Formed in 1883, the Midland had existed purely legally for its first four years since it lacked the money to actually build anything. That changed rapidly when James John Hagerman, an Easterner who had already grown rich from mining iron ore in Michigan and silver in Aspen, joined the railroad in 1885. By the end of the next year the Midland had laid 250 mi of standard gauge track from Colorado Springs to Leadville. The Hagerman Tunnel, at the time the world's highest, got it across the Divide to Glenwood Springs, where it continued the line to Aspen.

The previous year the Rio Grande had been forced into receivership and sold to its bondholders as a result of growing too fast in its earlier years. William S. Jackson, its new president, had tried to convince the board to expand to Aspen ahead of the Midland, but they were too afraid of further financial failure.
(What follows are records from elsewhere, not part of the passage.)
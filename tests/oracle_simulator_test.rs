use anyhow::{anyhow, Result};
use async_trait::async_trait;
use parking_lot::Mutex;
use std::collections::HashSet;
use std::path::PathBuf;
use std::time::Duration;
use tokio::time::{sleep, Instant};

use energy_trading_platform::config::OracleSimulatorConfig;
use energy_trading_platform::simulator::{
    ContractAddresses, CycleStats, OracleSimulator, ScriptCommand, ScriptRunner,
};

const SUMMARY: &str = r#"{
    "deployment_summary": {
        "contracts": {
            "registry": {"address": "5GrwvaEF5zXb26Fz9rcQpDWS57CtERHpNehXCPcNoHGKutQY"},
            "grid_token": {"address": "5FHneW46xGXgs5mUiveU4sbTyGBzmstUspZC92UhjJM694ty"},
            "trading": {"address": "5FLSigC9HGRKVhB9FiEo4Y3koPsNmBmLJbpXg2mp1hXcS59Y"},
            "oracle_client": {"address": "5DAAnrj7VHTznn2AWBemMuyBwZWs6FNFjdyVXUeYum3PTXFy"}
        }
    }
}"#;

// Records every command and fails the ones it is told to
#[derive(Default)]
struct MockRunner {
    calls: Mutex<Vec<ScriptCommand>>,
    failing: HashSet<ScriptCommand>,
}

impl MockRunner {
    fn failing(commands: &[ScriptCommand]) -> Self {
        Self {
            calls: Mutex::new(Vec::new()),
            failing: commands.iter().copied().collect(),
        }
    }

    fn calls(&self) -> Vec<ScriptCommand> {
        self.calls.lock().clone()
    }

    fn count(&self, command: ScriptCommand) -> usize {
        self.calls.lock().iter().filter(|c| **c == command).count()
    }
}

#[async_trait]
impl ScriptRunner for MockRunner {
    async fn run(&self, command: ScriptCommand) -> Result<String> {
        self.calls.lock().push(command);
        if self.failing.contains(&command) {
            return Err(anyhow!("Script failed with code 1: {} reverted", command));
        }
        Ok(format!("{} ok", command))
    }
}

fn temp_dir() -> PathBuf {
    let dir = std::env::temp_dir().join(format!("contract-addresses-{}", uuid::Uuid::new_v4()));
    std::fs::create_dir_all(&dir).unwrap();
    dir
}

fn config_for(dir: &PathBuf) -> OracleSimulatorConfig {
    OracleSimulatorConfig {
        contract_addresses_path: dir.clone(),
        processing_interval: Duration::from_secs(60),
        deployment_poll_interval: Duration::from_secs(5),
        ..OracleSimulatorConfig::from_lookup(|_| None).unwrap()
    }
}

fn deployed_dir(summary: &str) -> PathBuf {
    let dir = temp_dir();
    std::fs::write(dir.join("deployment_summary.json"), summary).unwrap();
    dir
}

#[tokio::test(start_paused = true)]
async fn waits_until_deployment_summary_appears() {
    let dir = temp_dir();
    let summary_path = dir.join("deployment_summary.json");
    let writer = tokio::spawn(async move {
        sleep(Duration::from_secs(12)).await;
        std::fs::write(summary_path, SUMMARY).unwrap();
    });

    let mut simulator = OracleSimulator::new(config_for(&dir), MockRunner::default());
    let started = Instant::now();
    simulator.initialize().await.unwrap();
    writer.await.unwrap();

    // Polling every 5s finds the file on the check after it was written
    assert!(started.elapsed() >= Duration::from_secs(12));
    assert!(started.elapsed() <= Duration::from_secs(15));

    let addresses = simulator.contract_addresses().unwrap();
    assert_eq!(
        addresses,
        &ContractAddresses {
            registry: "5GrwvaEF5zXb26Fz9rcQpDWS57CtERHpNehXCPcNoHGKutQY".to_string(),
            grid_token: "5FHneW46xGXgs5mUiveU4sbTyGBzmstUspZC92UhjJM694ty".to_string(),
            trading: "5FLSigC9HGRKVhB9FiEo4Y3koPsNmBmLJbpXg2mp1hXcS59Y".to_string(),
            oracle_client: "5DAAnrj7VHTznn2AWBemMuyBwZWs6FNFjdyVXUeYum3PTXFy".to_string(),
        }
    );
    assert!(simulator.setup_complete());
    assert_eq!(simulator.runner().calls(), vec![ScriptCommand::Setup]);
}

#[tokio::test(start_paused = true)]
async fn malformed_summary_fails_initialization() {
    let dir = deployed_dir(r#"{"deployment_summary": {"contracts": {}}}"#);
    let mut simulator = OracleSimulator::new(config_for(&dir), MockRunner::default());

    let result = simulator.run_until(sleep(Duration::from_secs(600))).await;
    assert!(result.is_err());
    assert!(simulator.contract_addresses().is_none());
    assert!(simulator.runner().calls().is_empty());
}

#[tokio::test(start_paused = true)]
async fn demo_setup_runs_once() {
    let dir = deployed_dir(SUMMARY);
    let mut simulator = OracleSimulator::new(config_for(&dir), MockRunner::default());

    simulator.initialize().await.unwrap();
    simulator.setup_demo_data().await;
    simulator.setup_demo_data().await;

    assert_eq!(simulator.runner().count(ScriptCommand::Setup), 1);
}

#[tokio::test(start_paused = true)]
async fn failed_setup_does_not_stop_clearing() {
    let dir = deployed_dir(SUMMARY);
    let runner = MockRunner::failing(&[ScriptCommand::Setup]);
    let mut simulator = OracleSimulator::new(config_for(&dir), runner);

    let stats = simulator.run_until(sleep(Duration::from_secs(65))).await.unwrap();

    assert!(!simulator.setup_complete());
    assert_eq!(stats.cycles, 1);
    assert_eq!(stats.clearings_ok, 2);
    assert_eq!(stats.status_ok, 1);
}

#[tokio::test(start_paused = true)]
async fn clears_immediately_then_every_interval() {
    let dir = deployed_dir(SUMMARY);
    let mut simulator = OracleSimulator::new(config_for(&dir), MockRunner::default());

    let stats = simulator.run_until(sleep(Duration::from_secs(185))).await.unwrap();

    assert_eq!(
        stats,
        CycleStats {
            cycles: 3,
            clearings_ok: 4,
            clearings_failed: 0,
            status_ok: 3,
            status_failed: 0,
        }
    );
    assert_eq!(
        simulator.runner().calls(),
        vec![
            ScriptCommand::Setup,
            ScriptCommand::ClearMarket,
            ScriptCommand::ClearMarket,
            ScriptCommand::Status,
            ScriptCommand::ClearMarket,
            ScriptCommand::Status,
            ScriptCommand::ClearMarket,
            ScriptCommand::Status,
        ]
    );
}

#[tokio::test(start_paused = true)]
async fn failed_cycles_are_counted_and_loop_continues() {
    let dir = deployed_dir(SUMMARY);
    let runner = MockRunner::failing(&[ScriptCommand::ClearMarket]);
    let mut simulator = OracleSimulator::new(config_for(&dir), runner);

    let stats = simulator.run_until(sleep(Duration::from_secs(125))).await.unwrap();

    assert_eq!(stats.cycles, 2);
    assert_eq!(stats.clearings_ok, 0);
    assert_eq!(stats.clearings_failed, 3);
    assert_eq!(stats.status_ok, 2);
    assert_eq!(simulator.stats(), stats);
}

#[tokio::test(start_paused = true)]
async fn shutdown_interrupts_waiting_for_deployment() {
    let dir = temp_dir();
    let mut simulator = OracleSimulator::new(config_for(&dir), MockRunner::default());

    let stats = simulator.run_until(sleep(Duration::from_secs(30))).await.unwrap();

    assert_eq!(stats, CycleStats::default());
    assert!(simulator.contract_addresses().is_none());
    assert!(simulator.runner().calls().is_empty());
}

#[tokio::test(start_paused = true)]
async fn out_of_range_interval_is_an_error() {
    let dir = deployed_dir(SUMMARY);
    let config = OracleSimulatorConfig {
        processing_interval: Duration::MAX,
        ..config_for(&dir)
    };
    let mut simulator = OracleSimulator::new(config, MockRunner::default());

    let result = simulator.run_until(sleep(Duration::from_secs(30))).await;

    assert!(result.is_err());
    assert_eq!(simulator.runner().count(ScriptCommand::ClearMarket), 0);
}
The next year a new president, David Moffat, changed their minds and the railroad began laying track on the north side of the Roaring Fork, where they did not have to worry about crossing Maroon Creek.

That decision proved to be beneficial in overcoming the Midland's lead and bringing the first train to Aspen in October 1887. At that point the Midland's crews had laid track almost as far as Maroon Creek. The railroad had hired renowned engineer and bridge designer George S. Morison to design and build the viaduct using his innovative double-bent piers, first used on the Portage Viaduct in New York and later on the Boone Viaduct in Iowa. A timber trestle could have been built, but when the crews reached the creek in December they had to wait as the structural steel for Morison's bridge had been delayed leaving its fabricator back East. They continued working through the difficult mountain winter and completed the bridge in time for the Midland's first train to cross it and arrive in Aspen in February 1888. Although the Midland lost the race, its bridge, one of the last viaduct bridges built in Colorado that century, was more significant since it connected Aspen to its standard-gauge main line, the first built into the state's mountains. In 1890 the Rio Grande widened its branch to standard gauge. The two railroads competed vigorously as the city's population swelled to over 10,000. The Aspen City Railway, a mule-pulled streetcar, connected the two depots.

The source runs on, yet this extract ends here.